• _REQUIREMENT_
If a line in the entries below holds the string "issue", copy it.

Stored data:
[Start of section]
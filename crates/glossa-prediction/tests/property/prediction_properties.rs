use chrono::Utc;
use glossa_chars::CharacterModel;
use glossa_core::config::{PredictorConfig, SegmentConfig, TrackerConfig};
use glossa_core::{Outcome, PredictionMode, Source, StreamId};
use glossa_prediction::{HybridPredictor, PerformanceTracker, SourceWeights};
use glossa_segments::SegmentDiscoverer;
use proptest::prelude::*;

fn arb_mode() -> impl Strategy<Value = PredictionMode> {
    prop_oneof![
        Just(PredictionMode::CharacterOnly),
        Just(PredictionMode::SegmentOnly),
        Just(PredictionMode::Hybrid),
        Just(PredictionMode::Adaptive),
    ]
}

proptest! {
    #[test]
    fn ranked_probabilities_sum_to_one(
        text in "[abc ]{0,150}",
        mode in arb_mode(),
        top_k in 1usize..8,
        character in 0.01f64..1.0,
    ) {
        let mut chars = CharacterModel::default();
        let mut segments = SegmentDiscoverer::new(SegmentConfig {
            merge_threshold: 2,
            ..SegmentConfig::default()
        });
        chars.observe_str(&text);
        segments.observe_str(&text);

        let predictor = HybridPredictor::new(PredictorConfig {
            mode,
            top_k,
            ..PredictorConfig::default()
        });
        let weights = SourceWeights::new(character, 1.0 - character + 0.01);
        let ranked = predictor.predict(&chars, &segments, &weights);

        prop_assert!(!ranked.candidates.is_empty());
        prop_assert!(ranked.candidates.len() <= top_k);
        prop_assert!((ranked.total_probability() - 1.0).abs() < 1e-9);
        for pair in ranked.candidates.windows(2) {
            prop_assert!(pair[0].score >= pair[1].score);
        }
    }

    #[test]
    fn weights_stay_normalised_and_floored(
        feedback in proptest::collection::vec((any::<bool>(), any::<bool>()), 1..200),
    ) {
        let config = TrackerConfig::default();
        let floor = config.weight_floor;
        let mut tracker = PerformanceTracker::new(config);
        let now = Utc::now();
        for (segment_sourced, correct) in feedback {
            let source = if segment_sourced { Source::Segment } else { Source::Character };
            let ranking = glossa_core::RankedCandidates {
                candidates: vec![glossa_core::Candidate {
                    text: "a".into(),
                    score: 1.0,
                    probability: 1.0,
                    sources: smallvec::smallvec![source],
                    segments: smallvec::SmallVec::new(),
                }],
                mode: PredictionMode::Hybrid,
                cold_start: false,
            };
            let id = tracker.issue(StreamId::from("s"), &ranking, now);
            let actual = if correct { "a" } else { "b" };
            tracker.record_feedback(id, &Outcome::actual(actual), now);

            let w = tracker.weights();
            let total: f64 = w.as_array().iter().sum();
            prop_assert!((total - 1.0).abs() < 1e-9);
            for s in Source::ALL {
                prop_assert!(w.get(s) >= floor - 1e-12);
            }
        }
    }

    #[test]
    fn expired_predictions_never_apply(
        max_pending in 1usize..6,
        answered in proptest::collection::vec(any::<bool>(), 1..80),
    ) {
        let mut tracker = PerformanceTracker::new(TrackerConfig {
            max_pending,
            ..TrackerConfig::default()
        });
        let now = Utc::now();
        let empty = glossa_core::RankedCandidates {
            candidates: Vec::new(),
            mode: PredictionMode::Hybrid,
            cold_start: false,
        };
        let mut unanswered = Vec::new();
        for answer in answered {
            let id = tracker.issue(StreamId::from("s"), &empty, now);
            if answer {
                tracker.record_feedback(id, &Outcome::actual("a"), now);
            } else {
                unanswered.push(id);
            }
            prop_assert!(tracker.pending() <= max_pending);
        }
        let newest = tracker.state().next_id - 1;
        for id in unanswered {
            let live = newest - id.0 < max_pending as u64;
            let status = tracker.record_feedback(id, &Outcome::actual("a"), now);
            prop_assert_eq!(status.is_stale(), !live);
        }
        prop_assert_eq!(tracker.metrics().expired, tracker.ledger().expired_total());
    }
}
[End of section]
• _PROBLEM SOLUTION_
            let id = tracker.issue(StreamId::from("s"), &ranking, now);
            let id = tracker.issue(StreamId::from("s"), &empty, now);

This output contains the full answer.